Drop Shadows and the Importance of Legacy Knowledge

Do what thou whilt shall be the whole of the law.

Keeping tenured developers on teams and ensuring they are in a position to pass down their knowledge and ensure that certain solutions to problems aren’t lost is crucial and yet often forgotten. Problems that were solved on what today we would consider anemic hardware are often being forgotten not just how to solve them but that they’re even problems to begin with.

When gaming first started going 3D, there was a lot of consideration put into making that a transition that would be simple and intuitive. There’s been several different issues and they’ve been solved several different ways. When as things moved forward it’s like they forgot everything they’d already figured out.

Different developers had different solutions for the Z buffer problem and yet now it’s like they forgot it’s even a constitution now that they usually use these big engines to build their games on where the low leveling rendering routines are taken out of the hands of the developer. I bet if you asked a bunch of modern game designers what the Z buffer is, many of them would have no idea. It’s a problem.

The Z buffer is a layer of data that the program keeps track of in addition to the X, Y, and 3 color values for the screen render matrix. It’s used to calculate scene composition. To put it simply, in addition to a given pixel’s location and color on the screen, the computer also keeps track of how far that is away from the camera. (Camera being an invisible object in the game world that the scene is rendered in relationship to as if it was a TV camera.) When it starts drawing a scene, it starts drawing the objects one by one. When things start to overlap, it looks at the Z buffer to see which one is closer to the camera and then that one is the one that gets drawn. It’s not that complicated a concept but it’s extremely important to understand when it comes to rendering 3D graphics.

Ok so now that you know what it is, what does it have to do with game design beyond just the rendering engine? A lot actually. When you’re playing a 3D game on flat screen, your eyes can’t see depth. It guesses depth based on clues like things look smaller when they’re further away. For most things that is good enough to understand what’s going on in a scene for passive media like TV and movies. However when it comes to games, some genres need to keep that lack of depth protection in mind or it can become extremely frustrating for the player.

The genre the tends to effect the most is platformers. We’re talking about games like Mario, Sonic, Rayman, Pac-Man World that sort of thing. Games where a lot of the time you spend your time using joysticks and a jump button to move your character around in an environment and jump on top of platforms and other such things. So what’s special about them that the z buffer being something the player can’t see is more of a problem than other genres?

Platformers, due to the nature of the beast, involve a lot of precision to make sure you land on what you intended rather than some other thing nearby or worse, falling to your death.

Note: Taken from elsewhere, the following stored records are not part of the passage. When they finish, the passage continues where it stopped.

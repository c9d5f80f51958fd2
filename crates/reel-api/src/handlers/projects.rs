//! Project API handlers.

use axum::extract::{Path, Query, State};
use axum::Json;
use chrono::{DateTime, Utc};
use serde::{Deserialize, Serialize};
use tracing::info;
use validator::Validate;

use reel_models::{
    Asset, CastList, Project, ProjectId, VideoFormat, YouTubeMetadata,
};
use reel_pipeline::{NewProject, Regenerate};

use crate::error::{ApiError, ApiResult};
use crate::state::AppState;

#[derive(Debug, Deserialize, Validate)]
pub struct CreateProjectRequest {
    #[validate(length(min = 1, max = 200, message = "title must be 1-200 characters"))]
    pub title: String,
    #[validate(length(min = 1, message = "script_prompt must not be empty"))]
    pub script_prompt: String,
    pub category: Option<String>,
    #[serde(default)]
    pub auto_upload: bool,
    #[serde(default)]
    pub video_format: VideoFormat,
}

#[derive(Debug, Deserialize)]
pub struct ListQuery {
    #[serde(default = "default_page")]
    pub page: u32,
    #[serde(default = "default_page_size")]
    pub page_size: u32,
}

fn default_page() -> u32 {
    1
}

fn default_page_size() -> u32 {
    20
}

/// Project summary for list views and creation responses.
#[derive(Serialize)]
pub struct ProjectResponse {
    pub id: String,
    pub title: String,
    pub status: String,
    #[serde(skip_serializing_if = "Option::is_none")]
    pub category: Option<String>,
    pub video_format: String,
    pub auto_upload: bool,
    #[serde(skip_serializing_if = "Option::is_none")]
    pub error_message: Option<String>,
    #[serde(skip_serializing_if = "Option::is_none")]
    pub youtube_video_id: Option<String>,
    #[serde(skip_serializing_if = "Option::is_none")]
    pub youtube_url: Option<String>,
    pub created_at: DateTime<Utc>,
    pub updated_at: DateTime<Utc>,
}

impl ProjectResponse {
    fn from_project(project: &Project) -> Self {
        Self {
            id: project.id.to_string(),
            title: project.title.clone(),
            status: project.status.to_string(),
            category: project.category.clone(),
            video_format: project.video_format.to_string(),
            auto_upload: project.auto_upload,
            error_message: project.error_message.clone(),
            youtube_video_id: project.youtube_video_id.clone(),
            youtube_url: project.youtube_url.clone(),
            created_at: project.created_at,
            updated_at: project.updated_at,
        }
    }
}

#[derive(Serialize)]
pub struct AssetResponse {
    pub id: String,
    pub asset_type: String,
    pub url: String,
    #[serde(skip_serializing_if = "Option::is_none")]
    pub scene_index: Option<u32>,
    pub created_at: DateTime<Utc>,
}

impl AssetResponse {
    fn from_asset(asset: &Asset, static_base: &str) -> Self {
        Self {
            id: asset.id.clone(),
            asset_type: asset.asset_type.to_string(),
            url: asset.public_url(static_base),
            scene_index: asset.scene_index,
            created_at: asset.created_at,
        }
    }
}

/// Full project state for polling clients.
#[derive(Serialize)]
pub struct ProjectDetailResponse {
    #[serde(flatten)]
    pub project: ProjectResponse,
    #[serde(skip_serializing_if = "Option::is_none")]
    pub script: Option<reel_models::Script>,
    #[serde(skip_serializing_if = "Option::is_none")]
    pub cast: Option<CastList>,
    pub assets: Vec<AssetResponse>,
    #[serde(skip_serializing_if = "Option::is_none")]
    pub youtube_metadata: Option<YouTubeMetadata>,
}

#[derive(Serialize)]
pub struct ProjectListResponse {
    pub items: Vec<ProjectResponse>,
    pub total: u64,
    pub page: u32,
    pub page_size: u32,
}

/// Create a new project and start its pipeline.
pub async fn create_project(
    State(state): State<AppState>,
    Json(request): Json<CreateProjectRequest>,
) -> ApiResult<Json<ProjectResponse>> {
    request
        .validate()
        .map_err(|e| ApiError::Validation(e.to_string()))?;

    let project = state
        .orchestrator
        .create_project(NewProject {
            title: request.title,
            script_prompt: request.script_prompt,
            category: request.category,
            auto_upload: request.auto_upload,
            video_format: request.video_format,
            job_id: None,
        })
        .await?;

    state.orchestrator.start(project.id.clone());
    info!(project_id = %project.id, "Project created");

    Ok(Json(ProjectResponse::from_project(&project)))
}

/// List projects, newest first.
pub async fn list_projects(
    State(state): State<AppState>,
    Query(query): Query<ListQuery>,
) -> ApiResult<Json<ProjectListResponse>> {
    let page = query.page.max(1);
    let page_size = query.page_size.clamp(1, 100);

    let (projects, total) = state.store.projects().list(page, page_size).await?;
    Ok(Json(ProjectListResponse {
        items: projects.iter().map(ProjectResponse::from_project).collect(),
        total,
        page,
        page_size,
    }))
}

/// Full current state of one project, safe to poll.
pub async fn get_project(
    State(state): State<AppState>,
    Path(project_id): Path<String>,
) -> ApiResult<Json<ProjectDetailResponse>> {
    let id = ProjectId::from(project_id);
    let project = state.store.projects().get_required(&id).await?;

    let assets = project
        .assets
        .iter()
        .map(|a| AssetResponse::from_asset(a, &state.config.static_base))
        .collect();

    Ok(Json(ProjectDetailResponse {
        script: project.script.clone(),
        cast: project.cast.clone(),
        assets,
        youtube_metadata: project.youtube_metadata.clone(),
        project: ProjectResponse::from_project(&project),
    }))
}

/// Request cancellation; observed at the next stage boundary.
pub async fn cancel_project(
    State(state): State<AppState>,
    Path(project_id): Path<String>,
) -> ApiResult<Json<serde_json::Value>> {
    let id = ProjectId::from(project_id);
    state.orchestrator.cancel(&id).await?;
    Ok(Json(serde_json::json!({
        "message": "Cancellation requested",
        "project_id": id.to_string(),
    })))
}

/// Explicitly retry a failed project from the start.
pub async fn retry_project(
    State(state): State<AppState>,
    Path(project_id): Path<String>,
) -> ApiResult<Json<ProjectResponse>> {
    let id = ProjectId::from(project_id);
    let project = state.orchestrator.retry(&id).await?;
    Ok(Json(ProjectResponse::from_project(&project)))
}

/// Regenerate audio (and the downstream video) with the current cast.
pub async fn regenerate_audio(
    State(state): State<AppState>,
    Path(project_id): Path<String>,
) -> ApiResult<Json<serde_json::Value>> {
    let id = ProjectId::from(project_id);
    state.orchestrator.regenerate(&id, Regenerate::Audio).await?;
    Ok(Json(serde_json::json!({
        "message": "Audio regeneration started",
        "project_id": id.to_string(),
    })))
}

/// Recompose the video from existing audio and images.
pub async fn regenerate_video(
    State(state): State<AppState>,
    Path(project_id): Path<String>,
) -> ApiResult<Json<serde_json::Value>> {
    let id = ProjectId::from(project_id);
    state.orchestrator.regenerate(&id, Regenerate::Video).await?;
    Ok(Json(serde_json::json!({
        "message": "Video regeneration started",
        "project_id": id.to_string(),
    })))
}

#[derive(Debug, Deserialize)]
pub struct CastUpdateRequest {
    pub cast: CastList,
}

/// Replace the cast on a settled project.
pub async fn update_cast(
    State(state): State<AppState>,
    Path(project_id): Path<String>,
    Json(request): Json<CastUpdateRequest>,
) -> ApiResult<Json<ProjectDetailResponse>> {
    let id = ProjectId::from(project_id);
    if request.cast.is_empty() {
        return Err(ApiError::Validation("cast must not be empty".to_string()));
    }

    let project = state.orchestrator.update_cast(&id, request.cast).await?;
    let assets = project
        .assets
        .iter()
        .map(|a| AssetResponse::from_asset(a, &state.config.static_base))
        .collect();
    Ok(Json(ProjectDetailResponse {
        script: project.script.clone(),
        cast: project.cast.clone(),
        assets,
        youtube_metadata: project.youtube_metadata.clone(),
        project: ProjectResponse::from_project(&project),
    }))
}

/// Set the upload metadata used by the upload stage.
pub async fn update_youtube_metadata(
    State(state): State<AppState>,
    Path(project_id): Path<String>,
    Json(metadata): Json<YouTubeMetadata>,
) -> ApiResult<Json<serde_json::Value>> {
    let id = ProjectId::from(project_id);
    if metadata.title.is_empty() || metadata.title.len() > 100 {
        return Err(ApiError::Validation(
            "title must be 1-100 characters".to_string(),
        ));
    }

    state
        .orchestrator
        .update_youtube_metadata(&id, metadata)
        .await?;
    Ok(Json(serde_json::json!({
        "message": "Metadata saved",
        "project_id": id.to_string(),
    })))
}

#[derive(Serialize)]
pub struct VoiceListResponse {
    pub voices: Vec<String>,
}

/// Voices available for cast assignments.
pub async fn list_voices(State(state): State<AppState>) -> Json<VoiceListResponse> {
    Json(VoiceListResponse {
        voices: state.voice_pool.clone(),
    })
}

For 2D platformers, this isn’t an issue. Everything you need to know is right there on the screen. Up down, left right, that’s it. Walk along the X axis, jump along the Y. Simple. However when 3D comes in now you have a problem. Sure, seeing where something is on the X and Y axis on the screen is relatively simple but the TV can’t show you depth so how do you know how far into the screen something is in the game world? All you can see are flat shapes on a screen.

Well as far as drawing convincing 3D graphics that’s simply a matter of projection, which is a method in mathematics which draws an interpretation of an object in a higher dimension into a lower one. You probably learned about it in school but even if you didn’t that’s not super important right now. What is important is the different ways people have gone about solving the problem. So how did they solve it? Well, I personally have seen 3 different solutions. There may be more I’m unaware of but these are the ones I know about.

The first solution I call the fixed camera method. This is the one that the developers of the first Crash Bandicoot games used. Simply put, they always took a direction of movement away from the player so they’re never in control of too much at once. In the main stages, the camera perspective is fixed behind Crash and while it moves forward and back when he moves, it will not move side to side. This means that the distances between objects on screen will always look the same not just in that level but all levels that are in that style.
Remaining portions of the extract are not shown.